Reflecting on the idea of coziness, I see people creating it in different, though interconnected, spheres of daily life.

How to Connect With Others

Connecting with loved ones, friends, and others contributes to a sense of security, comfort, and joy for most of us. It helps to conquer the dark-season blues (aka seasonal affective disorder).

Yes, COVID has made it challenging for some us to have face-to-face human connection—and also exposed the sometimes-rough edges of family “closeness” during in-home quarantine! Chatting in person outdoors at a 10- to 12-foot distance for “driveway dining,” exercising outside, or while our dogs romp in the local dog park becomes less feasible during the colder months.

However, virtual get-togethers through a video-conferencing platform have offered many of us a lifeline for connecting with loved ones, meeting with healthcare professionals, managing our work lives, and enabling millions of children to attend virtual school. Book clubs, quilting guilds, and "knit-alongs" have continued meeting and socializing virtually.

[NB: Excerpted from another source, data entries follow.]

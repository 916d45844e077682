use anyhow::{Context, Result};
use clap::Parser;
use seating::{CLIArgs, SeatingAutomaton};

fn main() -> Result<()> {
    seating::init_tracing();
    let args = CLIArgs::parse();
    let seat_map = seating::read_sm(&args.input_path).with_context(|| {
        format!(
            "Failed to read map of seats layout from given input file({}).",
            args.input_path.display()
        )
    })?;

    let settled = SeatingAutomaton::adjacent().settle(seat_map)?;
    println!(
        "After {} round(s), given seats layout stabilizes, and there are {} seats have been occupied.",
        settled.rounds, settled.occupied
    );

    Ok(())
}
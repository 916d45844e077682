use std::{
    error,
    fmt::Display,
    fs::File,
    io::{BufRead, BufReader},
    path::{Path, PathBuf},
};

use anyhow::{Context, Result};
use clap::Parser;

pub mod automaton;
pub mod neighbor;
pub mod seat;

pub use automaton::{SeatingAutomaton, Settled, DEFAULT_MAX_ROUNDS};
pub use neighbor::{AdjacentNeighbors, NeighborCounter, VisibleNeighbors};
pub use seat::{Direction, Position, Seat, SeatMap, SeatMapBuilder};

#[derive(Debug, Clone, PartialEq, Eq)]
pub enum Error {
    InvalidSeatSymbol(char),
    InconsistentRow(usize, usize), // (element count of current row, expect count of elements in earlier row).
    EmptySeatMap,
    NotStabilized(usize),
}

impl Display for Error {
    fn fmt(&self, f: &mut std::fmt::Formatter<'_>) -> std::fmt::Result {
        match self {
            Error::InvalidSeatSymbol(c) => write!(f, "Invalid character({}) for seat.", c),
            Error::InconsistentRow(cur_count, expect_count) => write!(
                f,
                "Given row({} elements), expect row which have {} elements.",
                cur_count, expect_count
            ),
            Error::EmptySeatMap => write!(f, "No row of seats found in given layout."),
            Error::NotStabilized(round_n) => write!(
                f,
                "Seats layout doesn't stabilize after {} round(s).",
                round_n
            ),
        }
    }
}

impl error::Error for Error {}

#[derive(Debug, Parser)]
pub struct CLIArgs {
    pub input_path: PathBuf,
}

pub fn read_sm<P: AsRef<Path>>(path: P) -> Result<SeatMap> {
    let file = File::open(&path)
        .with_context(|| format!("Failed to open given file({}).", path.as_ref().display()))?;
    let reader = BufReader::new(file);
    let mut builder = SeatMapBuilder::new();
    for (ind, line) in reader.lines().enumerate() {
        let line = line.with_context(|| {
            format!(
                "Failed to read line {} in given file({}).",
                ind + 1,
                path.as_ref().display()
            )
        })?;
        if line.trim().is_empty() {
            continue;
        }

        builder
            .add_row(&line)
            .with_context(|| format!("Invalid seats row at line {}.", ind + 1))?;
    }

    Ok(builder.build()?)
}

/// Installs a stderr log subscriber filtered by `RUST_LOG`, keeping stdout for answers.
pub fn init_tracing() {
    let _ = tracing_subscriber::fmt()
        .with_env_filter(tracing_subscriber::EnvFilter::from_default_env())
        .with_writer(std::io::stderr)
        .try_init();
}
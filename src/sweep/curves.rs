//! Tuning-curve measurement: one sweep per curve-parameter set, with the
//! collected responses grouped by the x-axis feature's values.

use std::collections::BTreeMap;

use ndarray::Array2;

use crate::config::MeasureConfig;
use crate::core::util::capitalize;
use crate::sweep::collector::{ResponseCollector, SweepSession};
use crate::sweep::feature::FeatureSpace;
use crate::sweep::stimulus::{MeasurementSource, Presenter};
use crate::sweep::SweepError;

/// One point of a tuning curve: the x-axis value and the per-unit
/// response matrix collected at it.
#[derive(Clone, Debug)]
pub struct CurvePoint {
    pub x: f64,
    pub response: Array2<f64>,
}

/// Curves keyed by their label ("Contrast = 30%"), each a sequence of
/// points in ascending x order.
pub type CurveFamily = BTreeMap<String, Vec<CurvePoint>>;

/// Curve-style measurement of one source.
///
/// The x axis is one swept feature (say orientation); every entry of
/// `curve_parameters` fixes the remaining stimulus parameters (say a
/// contrast level) and produces one labelled curve.
pub struct FeatureCurves {
    pub source: MeasurementSource,
    pub x_axis: String,
    /// Units appended to curve labels, "%" historically.
    pub units: String,
}

impl FeatureCurves {
    pub fn new(source: MeasurementSource, x_axis: &str) -> Self {
        Self {
            source,
            x_axis: x_axis.to_owned(),
            units: "%".to_owned(),
        }
    }

    /// Present one full sweep per curve-parameter set and extract the
    /// per-x-value responses of the source.
    pub fn measure(
        &self,
        presenter: &mut dyn Presenter,
        session: &mut SweepSession,
        space: &FeatureSpace,
        curve_parameters: &[BTreeMap<String, f64>],
        config: &MeasureConfig,
    ) -> Result<CurveFamily, SweepError> {
        let mut curves = CurveFamily::new();
        let base_params = session.static_params.clone();

        for curve in curve_parameters {
            session.static_params = base_params.clone();
            for (name, value) in curve {
                session.static_params.insert(name.clone(), *value);
            }
            let label = curve
                .iter()
                .map(|(n, v)| format!("{} = {}{}", capitalize(n), v, self.units))
                .collect::<Vec<_>>()
                .join("; ");

            let mut collector = ResponseCollector::new(
                vec![self.source.clone()],
                space.clone(),
                config.clone(),
            );
            let run = collector.run(presenter, session);

            // Keep whatever was collected even when interrupted, then
            // propagate the interruption with the partial family intact.
            let points = self.extract(&collector);
            if !points.is_empty() {
                curves.insert(label, points);
            }
            if let Err(err) = run {
                session.static_params = base_params;
                return Err(err);
            }
        }

        session.static_params = base_params;
        Ok(curves)
    }

    fn extract(&self, collector: &ResponseCollector) -> Vec<CurvePoint> {
        let Some(matrix) = collector.responses(&self.source.name, &self.x_axis) else {
            return Vec::new();
        };
        let (rows, cols) = matrix.shape();
        if rows == 0 || cols == 0 {
            return Vec::new();
        }

        // Pushes are broadcast, so every unit shares the bin set of the
        // first one.
        let xs: Vec<f64> = matrix.distribution(0, 0).bins().collect();
        xs.into_iter()
            .map(|x| {
                let mut response = Array2::zeros((rows, cols));
                for r in 0..rows {
                    for c in 0..cols {
                        response[[r, c]] = matrix.distribution(r, c).get_value(x).unwrap_or(0.0);
                    }
                }
                CurvePoint { x, response }
            })
            .collect()
    }
}
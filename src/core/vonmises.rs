//! Nonlinear fit of a circular tuning model to one distribution.
//!
//! The model is a simplified von Mises lobe over the half circle,
//! `f(x) = a·exp(k·(cos 2(x − t) − 1))`, with the distribution's axis
//! mapped onto `[0, π)`. The bimodal variant fits the sum of two lobes.
//! Everything that can go wrong is reported as a classification on the
//! outcome rather than an error: callers always get a result, possibly the
//! null one.

use nalgebra::{DMatrix, DVector};
use rand::rngs::StdRng;
use rand::{Rng, SeedableRng};
use serde::{Deserialize, Serialize};

use crate::core::distribution::Distribution;
use crate::core::levmar::{least_squares, LevMarError, LevMarOptions};
use crate::core::stats::FitResult;
use crate::core::util::std_dev;

use std::f64::consts::PI;

/// Minimum populated bins for a meaningful unimodal fit.
const MIN_BINS_UNIMODAL: usize = 5;
/// Minimum populated bins for a meaningful two-lobe fit.
const MIN_BINS_BIMODAL: usize = 9;

/// Relative amplitude of the jitter mixed into the target values so the
/// optimizer never starts on an exactly flat gradient.
const JITTER_FRACTION: f64 = 1e-5;

/// Saturating bandwidth as a function of bin count, `k_sat = A·n^B`.
/// The constants come from an offline power-law fit of the bandwidth
/// recovered from a one-bin impulse at each sampling density, so that an
/// impulse maps to selectivity ~1 no matter how many bins were sampled.
const SATURATION_SCALE: f64 = 0.1097;
const SATURATION_EXPONENT: f64 = 2.31;

/// Why a fit produced the null result.
#[derive(Debug, Clone, Copy, PartialEq, Eq, Serialize, Deserialize)]
pub enum FitFailure {
    /// Too few populated bins to constrain the model.
    InsufficientData,
    /// The values have no structure above the noise floor.
    FlatDistribution,
    /// The optimizer ran out of iterations or downhill steps.
    DidNotConverge,
    /// No usable residual covariance at the solution.
    DegenerateFit,
    /// Negative fitted bandwidth: the data describe a dip, not a peak.
    NonConcave,
    /// Converged, but the center variance exceeds `worst_fit`.
    PoorFit,
}

impl std::fmt::Display for FitFailure {
    fn fmt(&self, f: &mut std::fmt::Formatter<'_>) -> std::fmt::Result {
        let s = match self {
            FitFailure::InsufficientData => "insufficient data",
            FitFailure::FlatDistribution => "flat distribution",
            FitFailure::DidNotConverge => "did not converge",
            FitFailure::DegenerateFit => "degenerate fit",
            FitFailure::NonConcave => "non-concave fit",
            FitFailure::PoorFit => "fit quality below threshold",
        };
        write!(f, "{s}")
    }
}

#[derive(Debug, Clone, PartialEq, Serialize, Deserialize)]
pub struct VonMisesSettings {
    /// Upper bound on the fitted-center variance for a fit to be trusted.
    pub worst_fit: f64,
    /// Standard deviation below which the distribution counts as flat.
    pub noise_floor: f64,
    /// Seed for the start-jitter generator, kept fixed for reproducibility.
    pub jitter_seed: u64,
    /// Iteration cap handed to the optimizer.
    pub max_iter: usize,
}

impl Default for VonMisesSettings {
    fn default() -> Self {
        Self {
            worst_fit: 0.1,
            noise_floor: 1e-7,
            jitter_seed: 7,
            max_iter: 200,
        }
    }
}

/// A fit result plus why it is null, when it is.
#[derive(Debug, Clone, PartialEq)]
pub struct VonMisesOutcome {
    pub result: FitResult,
    pub failure: Option<FitFailure>,
}

impl VonMisesOutcome {
    fn failed(failure: FitFailure) -> Self {
        Self {
            result: FitResult::null_fit(),
            failure: Some(failure),
        }
    }
}

/// Primary and secondary lobes of a two-lobe fit, with the degradation
/// already applied: `primary.modes` is 2 when both lobes are trusted, 1
/// when only the unimodal fit survived, 0 when nothing did.
#[derive(Debug, Clone, PartialEq)]
pub struct BimodalOutcome {
    pub primary: FitResult,
    pub secondary: FitResult,
    pub failure: Option<FitFailure>,
}

fn von_mises(a: f64, k: f64, t: f64, x: f64) -> f64 {
    a * (k * ((2.0 * (x - t)).cos() - 1.0)).exp()
}

/// Axis positions mapped onto the half circle, paired with the values.
fn half_circle_points(d: &Distribution) -> (Vec<f64>, Vec<f64>) {
    let (lo, _) = d.axis_bounds();
    let range = d.axis_range();
    let xs = d.bins().map(|b| PI * (b - lo) / range).collect();
    let ys = d.values().collect();
    (xs, ys)
}

fn jitter(ys: &mut [f64], seed: u64) {
    let peak = ys.iter().fold(0.0f64, |m, v| m.max(v.abs()));
    let amp = JITTER_FRACTION * peak.max(f64::MIN_POSITIVE);
    let mut rng = StdRng::seed_from_u64(seed);
    for y in ys {
        *y += rng.random_range(-1.0..1.0) * amp;
    }
}

fn argmax(xs: &[f64], ys: &[f64]) -> f64 {
    let mut best = 0;
    for i in 1..ys.len() {
        if ys[i] > ys[best] {
            best = i;
        }
    }
    xs[best]
}

/// Log-compressed, bin-count-normalized transform of the fitted bandwidth.
fn bandwidth_selectivity(k: f64, n_bins: usize) -> f64 {
    let k_sat = SATURATION_SCALE * (n_bins as f64).powf(SATURATION_EXPONENT);
    ((1.0 + k).ln() / (1.0 + k_sat).ln()).clamp(0.0, 1.0)
}

/// Map a fitted center back into the distribution's axis units.
fn center_to_axis(t: f64, d: &Distribution) -> f64 {
    let (lo, _) = d.axis_bounds();
    lo + t.rem_euclid(PI) / PI * d.axis_range()
}

fn lm_options(settings: &VonMisesSettings) -> LevMarOptions {
    LevMarOptions {
        max_iter: settings.max_iter,
        ..LevMarOptions::default()
    }
}

/// Fit one lobe. The result is null, with a classification, for every
/// precondition or optimizer failure.
pub fn fit_unimodal(d: &Distribution, settings: &VonMisesSettings) -> VonMisesOutcome {
    let (xs, mut ys) = half_circle_points(d);
    let n = xs.len();
    if n < MIN_BINS_UNIMODAL {
        return VonMisesOutcome::failed(FitFailure::InsufficientData);
    }
    if std_dev(&ys) < settings.noise_floor {
        return VonMisesOutcome::failed(FitFailure::FlatDistribution);
    }
    jitter(&mut ys, settings.jitter_seed);

    let t0 = argmax(&xs, &ys);
    let p0 = DVector::from_vec(vec![1.0, 1.0, t0]);

    let residuals = |p: &DVector<f64>| {
        DVector::from_iterator(n, xs.iter().zip(&ys).map(|(&x, &y)| von_mises(p[0], p[1], p[2], x) - y))
    };
    let jacobian = |p: &DVector<f64>| {
        DMatrix::from_fn(n, 3, |i, j| {
            let x = xs[i];
            let c = (2.0 * (x - p[2])).cos() - 1.0;
            let g = (p[1] * c).exp();
            match j {
                0 => g,
                1 => p[0] * c * g,
                _ => 2.0 * p[0] * p[1] * (2.0 * (x - p[2])).sin() * g,
            }
        })
    };

    let fit = match least_squares(p0, residuals, jacobian, &lm_options(settings)) {
        Ok(fit) => fit,
        Err(LevMarError::DidNotConverge) => {
            return VonMisesOutcome::failed(FitFailure::DidNotConverge)
        }
    };

    let cov = match fit.covariance {
        Some(cov) if cov[(2, 2)].is_finite() => cov,
        _ => return VonMisesOutcome::failed(FitFailure::DegenerateFit),
    };
    let k = fit.params[1];
    if k < 0.0 {
        return VonMisesOutcome::failed(FitFailure::NonConcave);
    }
    let goodness = cov[(2, 2)];
    if goodness > settings.worst_fit {
        return VonMisesOutcome::failed(FitFailure::PoorFit);
    }

    VonMisesOutcome {
        result: FitResult {
            preference: center_to_axis(fit.params[2], d),
            selectivity: bandwidth_selectivity(k, n),
            goodness_of_fit: Some(goodness),
            modes: None,
        },
        failure: None,
    }
}

fn fit_two_lobes(
    d: &Distribution,
    settings: &VonMisesSettings,
) -> Result<(FitResult, FitResult), FitFailure> {
    let (xs, mut ys) = half_circle_points(d);
    let n = xs.len();
    if n < MIN_BINS_BIMODAL {
        return Err(FitFailure::InsufficientData);
    }
    if std_dev(&ys) < settings.noise_floor {
        return Err(FitFailure::FlatDistribution);
    }
    jitter(&mut ys, settings.jitter_seed);

    let t0 = argmax(&xs, &ys);
    let p0 = DVector::from_vec(vec![1.0, 1.0, t0, 1.0, 1.0, t0 + PI / 2.0]);

    let residuals = |p: &DVector<f64>| {
        DVector::from_iterator(
            n,
            xs.iter()
                .zip(&ys)
                .map(|(&x, &y)| von_mises(p[0], p[1], p[2], x) + von_mises(p[3], p[4], p[5], x) - y),
        )
    };
    let jacobian = |p: &DVector<f64>| {
        DMatrix::from_fn(n, 6, |i, j| {
            let x = xs[i];
            let lobe = j / 3;
            let (a, k, t) = (p[lobe * 3], p[lobe * 3 + 1], p[lobe * 3 + 2]);
            let c = (2.0 * (x - t)).cos() - 1.0;
            let g = (k * c).exp();
            match j % 3 {
                0 => g,
                1 => a * c * g,
                _ => 2.0 * a * k * (2.0 * (x - t)).sin() * g,
            }
        })
    };

    let fit = match least_squares(p0, residuals, jacobian, &lm_options(settings)) {
        Ok(fit) => fit,
        Err(LevMarError::DidNotConverge) => return Err(FitFailure::DidNotConverge),
    };

    let cov = match fit.covariance {
        Some(cov) if cov[(2, 2)].is_finite() && cov[(5, 5)].is_finite() => cov,
        _ => return Err(FitFailure::DegenerateFit),
    };
    if fit.params[1] < 0.0 || fit.params[4] < 0.0 {
        return Err(FitFailure::NonConcave);
    }

    // The stronger lobe is the primary mode.
    let (first, second) = if fit.params[0] >= fit.params[3] { (0, 3) } else { (3, 0) };
    let lobe = |base: usize| FitResult {
        preference: center_to_axis(fit.params[base + 2], d),
        selectivity: bandwidth_selectivity(fit.params[base + 1], n),
        goodness_of_fit: Some(cov[(base + 2, base + 2)]),
        modes: None,
    };
    Ok((lobe(first), lobe(second)))
}

/// Fit both the unimodal and the two-lobe model, keeping the two-lobe
/// result only when it passes `worst_fit` and its primary center is
/// estimated at least as tightly as the unimodal one. Otherwise degrade to
/// the unimodal result (`modes` = 1) or to the null result (`modes` = 0).
pub fn fit_bimodal(d: &Distribution, settings: &VonMisesSettings) -> BimodalOutcome {
    let uni = fit_unimodal(d, settings);
    let uni_goodness = if uni.failure.is_none() {
        uni.result.goodness_of_fit.unwrap_or(f64::INFINITY)
    } else {
        f64::INFINITY
    };

    if let Ok((primary, secondary)) = fit_two_lobes(d, settings) {
        let goodness = primary.goodness_of_fit.unwrap_or(f64::INFINITY);
        if goodness <= settings.worst_fit && goodness <= uni_goodness {
            return BimodalOutcome {
                primary: FitResult {
                    modes: Some(2),
                    ..primary
                },
                secondary,
                failure: None,
            };
        }
    }

    if uni.failure.is_none() {
        BimodalOutcome {
            primary: FitResult {
                modes: Some(1),
                ..uni.result
            },
            secondary: FitResult::null_fit(),
            failure: None,
        }
    } else {
        BimodalOutcome {
            primary: FitResult {
                modes: Some(0),
                ..FitResult::null_fit()
            },
            secondary: FitResult::null_fit(),
            failure: uni.failure,
        }
    }
}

  • Some friends have a weekly dinner via Zoom, enjoying food and drinks with each other. It may seem awkward at first but you soon forget about the screen and enjoy some of the same conversations and laughter that you did in person. Other families hold a weekly church service, chatting afterwards over coffee just as they would in person. Try something like this!
  • Encourage family and friends to share videos and photos by sharing your own. I've purchased a camera and discovering the joy of photography.  I’ve loved seeing videos/photos of people’s first attempts at cooking from scratch, baking bread, home barbering, dog grooming, home repairs gone awry, and more. 
  • Despite its flaws, I love Twitter, and have valued it especially during the pandemic. I follow folks who have perspectives both similar to and different from mine, as well as many people with deep expertise in a variety of specialties: nature photography, gardening, politics, and medicine. They answer my questions or point me to sources who can, and link me to interesting articles, scientific studies, and other interesting people.
  • I enjoy the way social media generates spontaneous discussions and friendships. It also links to live debates and workshops. Last summer, I participated in a Twitter short course on backyard fruit-growing, a weekly series of videos showing a Cooperative Extension fruit specialist talking about various fruits growing around his Mississippi home. So much fun! And I could follow up with questions to the specialist.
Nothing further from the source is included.